Eventually, any system of free government will erode under the onslaught of special interests, lobbyists, politicians, and bureaucrats. It remains to be seen whether the US can recover from this or whether we are destined for centuries of stagnation like many other great nations before us.
Jefferson had a pretty dim view of this even at the dawn of the Republic, hence: "The tree of liberty must be refreshed from time to time with the blood of patriots and tyrants."
don't forget the blood of journalists...let's bleed some of them too!
French politics have not changed since before Bastiat. Their entire political spectrum is a one-dimensional line running from Danton, Robespierre and Marx at one end to Vichy France occupied by Germany's christian national socialists at the other. In the middle is a mindless voter with no opinion whatsoever save that altruism is somehow a good thing. Google News reproduces a Quebec newspaper, L'Ami de la Religion et de La Patrie. Its March 6, 1850 editorial on Social Order is a verbatim blueprint for the government installed by German occupation in the south of France in the 1940s. Mystical ethics and living off of its colonies have evidently atrophied France's capacity for self government.
Never underestimate the French people's penchant for radically altering their government at more-or-less a flight of fancy.

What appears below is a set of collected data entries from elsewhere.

//! Garment detection.
//!
//! `DetectorBackend` implementations wrap a pretrained model; `Detector` holds one
//! backend plus the confidence/overlap thresholds and guarantees every result it
//! hands out has had both applied, whichever backend produced it.

mod backend;
mod backends;
mod result;

use anyhow::{anyhow, Result};

use crate::config::{BackendKind, DetectorSettings};
use crate::frame::Frame;
use crate::window::Vocabulary;

pub use backend::DetectorBackend;
pub use backends::{HostedBackend, HostedConfig, ScriptedBackend};
#[cfg(feature = "backend-tract")]
pub use backends::TractBackend;
pub use result::{non_max_suppression, Detection, DetectionResult, DetectionThresholds};

/// A loaded model plus the thresholds its output is held to.
pub struct Detector {
    backend: Box<dyn DetectorBackend>,
    thresholds: DetectionThresholds,
}

impl Detector {
    pub fn new(backend: Box<dyn DetectorBackend>, thresholds: DetectionThresholds) -> Self {
        Self {
            backend,
            thresholds,
        }
    }

    pub fn backend_name(&self) -> &'static str {
        self.backend.name()
    }

    pub fn thresholds(&self) -> DetectionThresholds {
        self.thresholds
    }

    pub fn warm_up(&mut self) -> Result<()> {
        self.backend.warm_up()
    }

    /// Run the backend and return the thresholded, de-duplicated detections.
    pub fn detect_full(&mut self, frame: &Frame) -> Result<DetectionResult> {
        let raw = self.backend.detect(frame, &self.thresholds)?;
        Ok(raw.filtered(&self.thresholds))
    }

    /// Class labels for every detection that passed the thresholds.
    pub fn detect(&mut self, frame: &Frame) -> Result<Vec<String>> {
        Ok(self.detect_full(frame)?.labels())
    }
}

/// Build the configured backend and wrap it in a `Detector`.
pub fn build_detector(settings: &DetectorSettings, vocabulary: &Vocabulary) -> Result<Detector> {
    let backend: Box<dyn DetectorBackend> = match settings.backend {
        BackendKind::Hosted => {
            let api_key = settings
                .api_key
                .clone()
                .ok_or_else(|| anyhow!("hosted detector requires an API key (ROBOFLOW_API_KEY)"))?;
            Box::new(HostedBackend::new(HostedConfig {
                api_url: settings.api_url.clone(),
                model_id: settings.model_id.clone(),
                api_key,
                timeout: settings.request_timeout,
            }))
        }
        BackendKind::Scripted => {
            if settings.script.is_empty() {
                Box::new(ScriptedBackend::idle())
            } else {
                Box::new(ScriptedBackend::new(settings.script.clone()))
            }
        }
        BackendKind::Tract => build_tract(settings, vocabulary)?,
    };
    log::info!(
        "detector backend={} confidence={:.2} overlap={:.2}",
        backend.name(),
        settings.thresholds.confidence,
        settings.thresholds.overlap
    );
    Ok(Detector::new(backend, settings.thresholds))
}

#[cfg(feature = "backend-tract")]
fn build_tract(
    settings: &DetectorSettings,
    vocabulary: &Vocabulary,
) -> Result<Box<dyn DetectorBackend>> {
    let model_path = settings
        .model_path
        .as_ref()
        .ok_or_else(|| anyhow!("tract detector requires a model path (WEAR_MODEL_PATH)"))?;
    let class_names = if settings.class_names.is_empty() {
        vocabulary.names().map(str::to_string).collect()
    } else {
        settings.class_names.clone()
    };
    let backend = TractBackend::new(
        model_path,
        settings.model_input_width,
        settings.model_input_height,
        class_names,
    )?;
    Ok(Box::new(backend))
}

#[cfg(not(feature = "backend-tract"))]
fn build_tract(
    _settings: &DetectorSettings,
    _vocabulary: &Vocabulary,
) -> Result<Box<dyn DetectorBackend>> {
    Err(anyhow!(
        "tract detector requires the backend-tract feature"
    ))
}

#[cfg(test)]
mod tests {
    use super::*;

    struct NoisyBackend;

    impl DetectorBackend for NoisyBackend {
        fn name(&self) -> &'static str {
            "noisy"
        }

        fn detect(
            &mut self,
            _frame: &Frame,
            _thresholds: &DetectionThresholds,
        ) -> Result<DetectionResult> {
            let boxed = |class_name: &str, confidence: f32, x: f32| Detection {
                class_name: class_name.to_string(),
                confidence,
                x,
                y: 100.0,
                width: 80.0,
                height: 120.0,
            };
            Ok(DetectionResult::new(vec![
                boxed("Blue Hoodie", 0.93, 100.0),
                boxed("Blue Hoodie", 0.91, 104.0),
                boxed("Gray Sweatpants", 0.40, 100.0),
                boxed("White Sweatpants", 0.88, 300.0),
            ]))
        }
    }

    #[test]
    fn detector_enforces_thresholds_on_any_backend() {
        let mut detector = Detector::new(Box::new(NoisyBackend), DetectionThresholds::default());
        let frame = Frame::new(vec![0u8; 12], 2, 2, 1);
        let labels = detector.detect(&frame).unwrap();
        assert_eq!(labels, vec!["Blue Hoodie", "White Sweatpants"]);
        assert_eq!(detector.backend_name(), "noisy");
    }

    #[test]
    fn hosted_backend_requires_api_key() {
        let settings = DetectorSettings {
            backend: BackendKind::Hosted,
            api_key: None,
            ..DetectorSettings::default()
        };
        assert!(build_detector(&settings, &Vocabulary::default()).is_err());
    }

    #[test]
    fn scripted_backend_builds_without_credentials() {
        let settings = DetectorSettings {
            backend: BackendKind::Scripted,
            script: vec![vec!["Blue Hoodie".to_string()]],
            ..DetectorSettings::default()
        };
        let mut detector = build_detector(&settings, &Vocabulary::default()).unwrap();
        let frame = Frame::new(vec![0u8; 12], 2, 2, 1);
        assert_eq!(detector.detect(&frame).unwrap(), vec!["Blue Hoodie"]);
    }
}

??????Ojust before I saw the paycheck which was of $9068 , I did not believe ...that...my father in law was like they say actually taking home money in there spare time on their computer. . there brothers friend haze done this for less than seven months and at present paid the loans on there apartment .??????? ?????____BIG.....EARN....MONEY..___???????-
Au contraire, with the US it's malaise, but with the French, it's mayonnaise.